Task item:
Up to and including the line with "pub const EXIT_TERMINAL: u8 = 4;", restate the records below word for word, beginning with their first line.

Records for the exercise:

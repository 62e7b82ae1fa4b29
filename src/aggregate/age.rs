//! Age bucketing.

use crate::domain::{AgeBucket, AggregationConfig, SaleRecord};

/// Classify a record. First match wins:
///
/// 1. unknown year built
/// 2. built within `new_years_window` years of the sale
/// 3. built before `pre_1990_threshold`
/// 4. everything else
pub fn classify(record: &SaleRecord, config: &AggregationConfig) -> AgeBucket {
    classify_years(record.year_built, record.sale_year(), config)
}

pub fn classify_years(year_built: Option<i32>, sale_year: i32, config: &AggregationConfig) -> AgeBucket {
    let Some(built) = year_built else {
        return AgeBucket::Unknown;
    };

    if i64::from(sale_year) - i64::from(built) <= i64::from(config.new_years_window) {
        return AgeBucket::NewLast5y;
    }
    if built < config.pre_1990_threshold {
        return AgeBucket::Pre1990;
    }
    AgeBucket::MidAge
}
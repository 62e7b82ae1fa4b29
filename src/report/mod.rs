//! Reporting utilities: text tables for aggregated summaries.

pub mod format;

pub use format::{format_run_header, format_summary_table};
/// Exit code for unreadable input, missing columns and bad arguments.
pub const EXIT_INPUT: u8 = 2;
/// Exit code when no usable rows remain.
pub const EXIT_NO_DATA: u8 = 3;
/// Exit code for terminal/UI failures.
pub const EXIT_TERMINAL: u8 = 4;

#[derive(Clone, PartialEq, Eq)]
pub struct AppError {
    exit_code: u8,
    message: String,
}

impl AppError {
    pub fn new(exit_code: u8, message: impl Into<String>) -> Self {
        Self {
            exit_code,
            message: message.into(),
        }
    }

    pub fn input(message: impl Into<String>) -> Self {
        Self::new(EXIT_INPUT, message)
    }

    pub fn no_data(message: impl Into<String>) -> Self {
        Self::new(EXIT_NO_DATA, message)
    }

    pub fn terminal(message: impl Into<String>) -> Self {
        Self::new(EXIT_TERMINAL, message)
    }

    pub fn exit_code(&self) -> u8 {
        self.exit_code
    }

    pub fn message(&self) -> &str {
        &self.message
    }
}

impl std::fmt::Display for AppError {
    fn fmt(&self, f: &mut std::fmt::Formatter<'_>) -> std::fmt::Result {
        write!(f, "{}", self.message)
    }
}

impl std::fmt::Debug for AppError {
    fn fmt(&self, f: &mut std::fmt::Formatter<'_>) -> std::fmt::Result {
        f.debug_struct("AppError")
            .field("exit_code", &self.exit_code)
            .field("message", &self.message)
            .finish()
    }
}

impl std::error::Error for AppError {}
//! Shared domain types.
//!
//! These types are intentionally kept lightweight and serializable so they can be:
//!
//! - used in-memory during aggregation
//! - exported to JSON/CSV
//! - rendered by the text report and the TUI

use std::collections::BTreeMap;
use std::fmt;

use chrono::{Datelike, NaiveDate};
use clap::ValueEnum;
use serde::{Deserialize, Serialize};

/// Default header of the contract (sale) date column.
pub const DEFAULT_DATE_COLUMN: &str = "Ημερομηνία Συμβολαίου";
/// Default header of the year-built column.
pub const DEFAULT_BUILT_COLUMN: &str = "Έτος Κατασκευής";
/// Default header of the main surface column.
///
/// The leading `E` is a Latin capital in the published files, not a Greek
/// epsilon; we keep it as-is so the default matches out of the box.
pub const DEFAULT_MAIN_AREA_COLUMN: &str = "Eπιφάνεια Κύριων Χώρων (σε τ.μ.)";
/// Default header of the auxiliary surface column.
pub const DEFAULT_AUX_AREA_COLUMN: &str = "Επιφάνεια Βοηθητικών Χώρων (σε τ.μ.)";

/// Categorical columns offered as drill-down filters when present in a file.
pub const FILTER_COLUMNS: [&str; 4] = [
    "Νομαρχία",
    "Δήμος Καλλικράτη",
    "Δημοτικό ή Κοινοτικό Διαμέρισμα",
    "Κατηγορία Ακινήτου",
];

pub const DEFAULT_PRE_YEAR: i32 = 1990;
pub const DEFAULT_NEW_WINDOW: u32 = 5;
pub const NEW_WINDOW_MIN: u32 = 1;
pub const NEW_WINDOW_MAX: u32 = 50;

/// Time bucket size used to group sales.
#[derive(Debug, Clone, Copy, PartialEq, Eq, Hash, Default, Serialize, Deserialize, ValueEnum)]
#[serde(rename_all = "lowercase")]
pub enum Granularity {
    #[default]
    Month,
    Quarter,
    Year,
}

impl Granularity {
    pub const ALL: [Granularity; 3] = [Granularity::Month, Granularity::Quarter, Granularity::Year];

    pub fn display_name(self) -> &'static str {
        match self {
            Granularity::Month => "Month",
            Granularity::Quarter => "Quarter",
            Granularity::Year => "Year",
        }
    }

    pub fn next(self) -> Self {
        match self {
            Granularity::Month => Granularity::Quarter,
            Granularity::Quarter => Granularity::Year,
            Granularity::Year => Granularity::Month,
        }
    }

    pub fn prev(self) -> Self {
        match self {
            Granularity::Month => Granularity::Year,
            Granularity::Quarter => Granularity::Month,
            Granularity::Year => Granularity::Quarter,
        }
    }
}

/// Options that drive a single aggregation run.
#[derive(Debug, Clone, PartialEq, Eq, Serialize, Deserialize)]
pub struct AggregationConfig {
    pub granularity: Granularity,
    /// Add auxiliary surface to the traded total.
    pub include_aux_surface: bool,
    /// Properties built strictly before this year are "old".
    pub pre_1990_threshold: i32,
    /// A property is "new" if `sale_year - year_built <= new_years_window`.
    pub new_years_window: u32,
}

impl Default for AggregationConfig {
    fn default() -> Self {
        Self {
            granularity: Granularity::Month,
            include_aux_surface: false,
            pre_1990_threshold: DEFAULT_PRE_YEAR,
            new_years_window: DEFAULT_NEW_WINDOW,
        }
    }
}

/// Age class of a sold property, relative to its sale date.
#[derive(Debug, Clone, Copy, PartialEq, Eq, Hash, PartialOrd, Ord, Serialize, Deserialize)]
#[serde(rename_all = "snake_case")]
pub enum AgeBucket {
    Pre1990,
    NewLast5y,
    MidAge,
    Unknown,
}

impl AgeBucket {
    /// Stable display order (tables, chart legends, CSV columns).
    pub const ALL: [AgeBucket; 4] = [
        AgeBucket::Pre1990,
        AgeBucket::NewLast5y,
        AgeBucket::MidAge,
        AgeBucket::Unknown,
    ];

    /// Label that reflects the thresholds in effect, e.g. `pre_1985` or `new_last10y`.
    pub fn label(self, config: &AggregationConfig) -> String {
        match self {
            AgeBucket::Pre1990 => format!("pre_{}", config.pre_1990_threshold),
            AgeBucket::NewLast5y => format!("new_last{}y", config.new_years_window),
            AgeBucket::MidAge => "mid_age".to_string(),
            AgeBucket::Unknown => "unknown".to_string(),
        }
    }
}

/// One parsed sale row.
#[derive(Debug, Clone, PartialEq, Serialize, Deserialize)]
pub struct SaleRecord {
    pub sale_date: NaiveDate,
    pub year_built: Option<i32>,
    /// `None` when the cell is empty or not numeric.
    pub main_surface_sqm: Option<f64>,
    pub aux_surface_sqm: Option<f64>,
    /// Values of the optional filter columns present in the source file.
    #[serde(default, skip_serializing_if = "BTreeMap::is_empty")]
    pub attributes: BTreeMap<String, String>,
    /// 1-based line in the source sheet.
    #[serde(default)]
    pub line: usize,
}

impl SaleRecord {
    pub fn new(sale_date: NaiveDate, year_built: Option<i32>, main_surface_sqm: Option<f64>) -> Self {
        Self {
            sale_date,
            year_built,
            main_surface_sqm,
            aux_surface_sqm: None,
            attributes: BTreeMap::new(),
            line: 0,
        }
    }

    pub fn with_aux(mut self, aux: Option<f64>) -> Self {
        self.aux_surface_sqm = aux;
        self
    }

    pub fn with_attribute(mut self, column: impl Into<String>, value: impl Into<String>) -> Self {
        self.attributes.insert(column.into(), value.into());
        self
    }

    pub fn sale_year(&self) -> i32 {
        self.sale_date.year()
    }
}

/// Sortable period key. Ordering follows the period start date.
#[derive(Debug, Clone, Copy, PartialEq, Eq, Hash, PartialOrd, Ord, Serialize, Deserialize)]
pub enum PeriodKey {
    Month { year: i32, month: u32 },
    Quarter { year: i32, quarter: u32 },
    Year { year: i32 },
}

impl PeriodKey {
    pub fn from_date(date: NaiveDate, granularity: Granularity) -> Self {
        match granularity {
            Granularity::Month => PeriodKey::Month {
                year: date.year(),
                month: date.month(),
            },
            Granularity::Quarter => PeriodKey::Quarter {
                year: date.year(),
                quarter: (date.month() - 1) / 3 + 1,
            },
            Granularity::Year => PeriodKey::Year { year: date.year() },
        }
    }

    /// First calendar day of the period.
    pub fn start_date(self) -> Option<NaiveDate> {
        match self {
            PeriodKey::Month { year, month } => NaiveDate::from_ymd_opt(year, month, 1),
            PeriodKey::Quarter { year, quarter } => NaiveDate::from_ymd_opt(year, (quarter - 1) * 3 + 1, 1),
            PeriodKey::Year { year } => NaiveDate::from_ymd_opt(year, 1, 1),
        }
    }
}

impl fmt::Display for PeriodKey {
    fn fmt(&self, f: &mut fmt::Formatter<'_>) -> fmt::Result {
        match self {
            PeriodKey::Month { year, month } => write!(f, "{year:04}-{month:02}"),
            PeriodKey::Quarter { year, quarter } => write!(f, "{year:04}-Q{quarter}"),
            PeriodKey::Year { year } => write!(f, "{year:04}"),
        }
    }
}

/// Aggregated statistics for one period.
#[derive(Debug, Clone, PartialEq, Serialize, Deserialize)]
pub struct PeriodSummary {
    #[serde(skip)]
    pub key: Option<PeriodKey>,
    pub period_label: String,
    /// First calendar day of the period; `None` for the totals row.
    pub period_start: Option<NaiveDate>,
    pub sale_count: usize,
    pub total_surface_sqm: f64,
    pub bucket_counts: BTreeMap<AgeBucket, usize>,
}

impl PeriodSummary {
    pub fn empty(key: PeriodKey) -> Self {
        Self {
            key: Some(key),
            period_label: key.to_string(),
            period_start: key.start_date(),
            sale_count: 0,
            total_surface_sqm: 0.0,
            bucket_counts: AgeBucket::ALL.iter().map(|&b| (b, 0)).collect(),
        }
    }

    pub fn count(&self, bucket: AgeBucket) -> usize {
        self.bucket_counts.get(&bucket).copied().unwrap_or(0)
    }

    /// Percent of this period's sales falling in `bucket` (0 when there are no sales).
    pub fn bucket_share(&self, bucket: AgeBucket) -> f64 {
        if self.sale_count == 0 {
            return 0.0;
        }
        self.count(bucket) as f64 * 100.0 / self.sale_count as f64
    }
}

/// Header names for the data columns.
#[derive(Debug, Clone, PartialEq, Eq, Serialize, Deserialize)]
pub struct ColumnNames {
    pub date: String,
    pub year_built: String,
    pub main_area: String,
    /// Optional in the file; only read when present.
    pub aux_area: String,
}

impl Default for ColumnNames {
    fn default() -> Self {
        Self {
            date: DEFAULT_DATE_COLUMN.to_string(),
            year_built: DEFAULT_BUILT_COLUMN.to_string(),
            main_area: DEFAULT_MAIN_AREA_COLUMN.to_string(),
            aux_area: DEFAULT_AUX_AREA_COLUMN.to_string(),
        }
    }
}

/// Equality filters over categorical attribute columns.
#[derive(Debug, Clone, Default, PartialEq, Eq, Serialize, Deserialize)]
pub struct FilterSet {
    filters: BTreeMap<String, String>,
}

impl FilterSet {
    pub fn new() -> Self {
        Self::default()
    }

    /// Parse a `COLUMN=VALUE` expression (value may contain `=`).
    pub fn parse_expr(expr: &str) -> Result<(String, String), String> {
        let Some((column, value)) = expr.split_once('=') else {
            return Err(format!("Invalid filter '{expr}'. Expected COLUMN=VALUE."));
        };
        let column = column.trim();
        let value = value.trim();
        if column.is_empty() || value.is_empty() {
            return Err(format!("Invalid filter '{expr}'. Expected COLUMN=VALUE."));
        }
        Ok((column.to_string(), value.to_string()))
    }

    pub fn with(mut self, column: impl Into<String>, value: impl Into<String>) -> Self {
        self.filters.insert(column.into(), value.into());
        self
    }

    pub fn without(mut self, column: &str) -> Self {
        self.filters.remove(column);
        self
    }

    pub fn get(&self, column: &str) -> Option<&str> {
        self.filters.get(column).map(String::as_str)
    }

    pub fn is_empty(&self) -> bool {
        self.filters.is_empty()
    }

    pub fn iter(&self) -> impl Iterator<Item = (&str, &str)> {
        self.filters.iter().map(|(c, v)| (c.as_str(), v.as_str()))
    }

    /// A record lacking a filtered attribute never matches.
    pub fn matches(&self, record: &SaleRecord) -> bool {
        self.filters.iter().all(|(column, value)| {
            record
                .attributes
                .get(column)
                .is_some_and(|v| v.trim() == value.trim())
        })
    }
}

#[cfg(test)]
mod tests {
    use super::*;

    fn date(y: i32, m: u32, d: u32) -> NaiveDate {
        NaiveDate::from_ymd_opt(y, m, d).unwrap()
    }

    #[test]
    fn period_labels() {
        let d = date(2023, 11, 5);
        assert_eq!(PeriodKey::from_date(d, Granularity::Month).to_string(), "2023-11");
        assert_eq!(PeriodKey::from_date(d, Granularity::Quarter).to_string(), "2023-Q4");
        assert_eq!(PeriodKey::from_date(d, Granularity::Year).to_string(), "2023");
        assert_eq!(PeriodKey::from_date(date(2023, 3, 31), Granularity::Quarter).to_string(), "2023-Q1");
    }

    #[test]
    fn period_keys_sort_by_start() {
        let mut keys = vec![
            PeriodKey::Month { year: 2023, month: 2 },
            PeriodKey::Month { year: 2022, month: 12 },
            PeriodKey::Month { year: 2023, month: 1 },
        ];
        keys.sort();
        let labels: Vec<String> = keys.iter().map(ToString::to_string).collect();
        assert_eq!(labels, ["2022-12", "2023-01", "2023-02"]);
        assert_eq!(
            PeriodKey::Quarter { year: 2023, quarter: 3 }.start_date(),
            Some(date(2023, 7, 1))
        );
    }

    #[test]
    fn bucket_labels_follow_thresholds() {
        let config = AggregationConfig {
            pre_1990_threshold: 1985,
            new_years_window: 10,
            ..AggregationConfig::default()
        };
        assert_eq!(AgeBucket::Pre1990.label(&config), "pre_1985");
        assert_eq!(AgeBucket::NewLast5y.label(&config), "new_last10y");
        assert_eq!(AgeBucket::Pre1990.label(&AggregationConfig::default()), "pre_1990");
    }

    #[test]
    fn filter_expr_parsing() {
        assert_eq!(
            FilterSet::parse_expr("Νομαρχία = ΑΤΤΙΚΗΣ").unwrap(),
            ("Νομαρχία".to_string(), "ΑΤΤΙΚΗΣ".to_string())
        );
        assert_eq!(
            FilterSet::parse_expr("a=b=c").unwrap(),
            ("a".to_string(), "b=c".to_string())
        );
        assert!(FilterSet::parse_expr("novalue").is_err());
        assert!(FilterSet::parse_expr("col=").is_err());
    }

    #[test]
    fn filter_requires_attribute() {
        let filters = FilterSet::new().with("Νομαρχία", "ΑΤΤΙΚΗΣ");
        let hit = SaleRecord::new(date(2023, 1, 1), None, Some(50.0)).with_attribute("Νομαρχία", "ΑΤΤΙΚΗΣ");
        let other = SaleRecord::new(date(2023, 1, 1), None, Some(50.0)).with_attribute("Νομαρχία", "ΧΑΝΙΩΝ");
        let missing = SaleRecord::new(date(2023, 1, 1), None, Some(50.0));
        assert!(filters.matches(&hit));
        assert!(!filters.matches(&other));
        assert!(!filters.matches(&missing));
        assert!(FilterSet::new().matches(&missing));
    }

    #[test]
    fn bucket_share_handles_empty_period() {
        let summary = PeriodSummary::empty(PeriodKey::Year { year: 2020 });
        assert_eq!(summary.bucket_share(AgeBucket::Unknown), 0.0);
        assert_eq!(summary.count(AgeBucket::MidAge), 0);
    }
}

Task solution:
repository 62e7b82ae1fa4b29
filename src/aggregate/age.rs
//! Age bucketing.

use crate::domain::{AgeBucket, AggregationConfig, SaleRecord};

/// Classify a record. First match wins:
///
/// 1. unknown year built
/// 2. built within `new_years_window` years of the sale
/// 3. built before `pre_1990_threshold`
/// 4. everything else
pub fn classify(record: &SaleRecord, config: &AggregationConfig) -> AgeBucket {
    classify_years(record.year_built, record.sale_year(), config)
}

pub fn classify_years(year_built: Option<i32>, sale_year: i32, config: &AggregationConfig) -> AgeBucket {
    let Some(built) = year_built else {
        return AgeBucket::Unknown;
    };

    if i64::from(sale_year) - i64::from(built) <= i64::from(config.new_years_window) {
        return AgeBucket::NewLast5y;
    }
    if built < config.pre_1990_threshold {
        return AgeBucket::Pre1990;
    }
    AgeBucket::MidAge
}
repository 62e7b82ae1fa4b29
filename src/report/mod.rs
//! Reporting utilities: text tables for aggregated summaries.

pub mod format;

pub use format::{format_run_header, format_summary_table};
/// Exit code for unreadable input, missing columns and bad arguments.
pub const EXIT_INPUT: u8 = 2;
/// Exit code when no usable rows remain.
pub const EXIT_NO_DATA: u8 = 3;
/// Exit code for terminal/UI failures.
pub const EXIT_TERMINAL: u8 = 4;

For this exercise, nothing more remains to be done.